Observational Case Series on Utilizing C1 Esterase Inhibitor for Prevention of Delayed Graft Function In Pediatric Renal Transplantation
Helen Pizzo1, Jonathan Garrison2, Kathyln Lim2, Stanley C. Jordan2, Dechu Puliyanda1.
1Pediatric Nephrology, Cedars-Sinai Medical Center, Los Angeles, CA, United States; 2Transplant Immunology Laboratory and Comprehensive Transplant Center, Cedars-Sinai Medical Center, Los Angeles, CA, United States
Background: Delayed graft function (DGF) mediated by ischemia-reperfusion injury (IRI) is associated with an increased risk for rejection, and decreased long-term allograft function and survival.1-3 Graft survival at 1 year in patients with DGF ranged between 70.5%-91% depending on duration of DGF.1 Therefore, prevention of DGF in those at risk is paramount. Experimental studies suggest that the classical and mannose binding lectin pathways play an important role in IRI; these pathways can be inhibited by C1 esterase inhibitor (C1INH). Here, we report our center’s experience with the use of C1INH in pediatric renal transplant recipients at risk for delayed graft function. We highlight the duration of index hospitalization, the need for dialysis in the first week after transplant, rejection, and serial eGFR up to 2-years after transplant.

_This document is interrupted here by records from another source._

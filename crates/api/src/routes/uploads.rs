use axum::{
    extract::{Multipart, Path, State},
    Extension, Json,
};
use uuid::Uuid;

use crate::auth::Claims;
use crate::error::AppError;
use crate::gql::types::Role;
use crate::services::blob_store::unique_blob_name;
use crate::state::AppState;
use infra::models::ClubRow;
use infra::repos::{clubs, profiles};

/// Club logo upload (multipart field `file`, admin only)
/// POST /api/clubs/{id}/logo
pub async fn upload_club_logo(
    State(state): State<AppState>,
    Path(club_id): Path<Uuid>,
    claims: Option<Extension<Claims>>,
    mut multipart: Multipart,
) -> Result<Json<ClubRow>, AppError> {
    require_admin(&state, claims).await?;

    if clubs::get_by_id(&state.db, club_id).await?.is_none() {
        return Err(AppError::NotFound("Club not found".to_string()));
    }

    let max_bytes = state.upload_config().max_bytes;
    while let Some(field) = multipart
        .next_field()
        .await
        .map_err(|e| AppError::BadRequest(format!("Invalid multipart body: {e}")))?
    {
        if field.name() != Some("file") {
            continue;
        }

        let content_type = field.content_type().unwrap_or_default().to_string();
        let Some(extension) = image_extension(&content_type) else {
            return Err(AppError::BadRequest(
                "Only PNG, JPEG, WebP or GIF images can be uploaded".to_string(),
            ));
        };
        let bytes = field
            .bytes()
            .await
            .map_err(|e| AppError::BadRequest(format!("Failed to read upload: {e}")))?;
        if bytes.is_empty() {
            return Err(AppError::BadRequest("Uploaded file is empty".to_string()));
        }
        if bytes.len() > max_bytes {
            return Err(AppError::BadRequest(format!(
                "File is too large (maximum {} bytes)",
                max_bytes
            )));
        }

        // The stored suffix follows the checked type, never the client's file name.
        let name = unique_blob_name(&format!("logo.{extension}"));
        let url = state
            .blob_store()
            .put(&name, &content_type, bytes.to_vec())
            .await
            .map_err(|e| AppError::Internal(e.to_string()))?;

        let club = clubs::set_logo(&state.db, club_id, &url)
            .await?
            .ok_or_else(|| AppError::NotFound("Club not found".to_string()))?;
        tracing::info!(%club_id, %url, "Club logo uploaded");
        return Ok(Json(club));
    }

    Err(AppError::BadRequest("Missing file field".to_string()))
}

async fn require_admin(state: &AppState, claims: Option<Extension<Claims>>) -> Result<(), AppError> {
    let Extension(claims) =
        claims.ok_or_else(|| AppError::Unauthorized("Not authenticated".to_string()))?;

    let profile = profiles::get_by_person(&state.db, claims.person_id()?).await?;
    let role = profile.map(|p| Role::from(p.role)).unwrap_or(Role::User);
    if role != Role::Admin {
        return Err(AppError::Forbidden(
            "Administrator privileges required".to_string(),
        ));
    }
    Ok(())
}

/// Raster formats that are safe to serve back from the upload directory.
fn image_extension(content_type: &str) -> Option<&'static str> {
    let mime = content_type.split(';').next()?.trim().to_ascii_lowercase();
    match mime.as_str() {
        "image/png" => Some("png"),
        "image/jpeg" | "image/jpg" => Some("jpg"),
        "image/webp" => Some("webp"),
        "image/gif" => Some("gif"),
        _ => None,
    }
}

Methods: Between January 2020 and August 2022, a total of 4 out of 18 pediatric renal transplant recipients received C1INH (20 units/kg) due to an increased risk for DGF. 3 received kidneys that were donated after cardiac death (DCD). 1 received C1INH on post-operative day 1 for prolonged warm ischemia time and lack of perfusion to the allograft from renal artery thrombosis discovered on renal ultrasound at 1-hour post-transplant.
Results: Table 1 highlights the recipient and donor characteristics. Crossmatches were negative and there were no pre-formed donor-specific antibodies. Table 2 illustrates post-transplant outcomes including the duration of index hospitalization, the need for dialysis in the first week, and rejection. By 2 weeks after transplant, 2 of 4 had eGFR > 60 ml/min/1.73m2 and by 3 months 3 of 4 had eGFR > 90 ml/min/1.73m2 (Table 3). No patients experienced graft failure, or meningococcal infection.
Conclusion: In our limited observational case series, C1INH appears to be a potential therapeutic for decreasing the incidence of DGF in at-risk pediatric renal transplant recipients. Utilization of C1INH may expand the use of kidneys from DCD donors and therefore broaden the donor pool for pediatric recipients. Future studies should include a larger sample size with longer follow-up and a control group to better delineate outcomes associated with the use of C1INH in pediatric transplant recipients at risk for DGF.
[1] 1. de Sandes-Freitas TV, et al. Prolonged Delayed Graft Function Is Associated with Inferior Patient and Kidney Allograft Survivals. PLoS One. 2015 Dec 17;10(12):e0144188. doi: 10.1371/journal.pone.0144188.
[2] 2. Maia LF, et al. Effect of Delayed Graft Function on the Outcome and Allograft Survival of Kidney Transplanted Patients from a Deceased Donor. Transplant Proc. 2021 Jun;53(5):1470-1476. doi: 10.1016/j.transproceed.2021.04.002.
[3] 3. Helfer MS, et al. Long-term effects of delayed graft function duration on function and survival of deceased donor kidney transplants. J Bras Nefrol. 2019 Apr-Jun;41(2):231-241. doi: 10.1590/2175-8239-jbn-2018-0065. Epub 2018 Oct 4.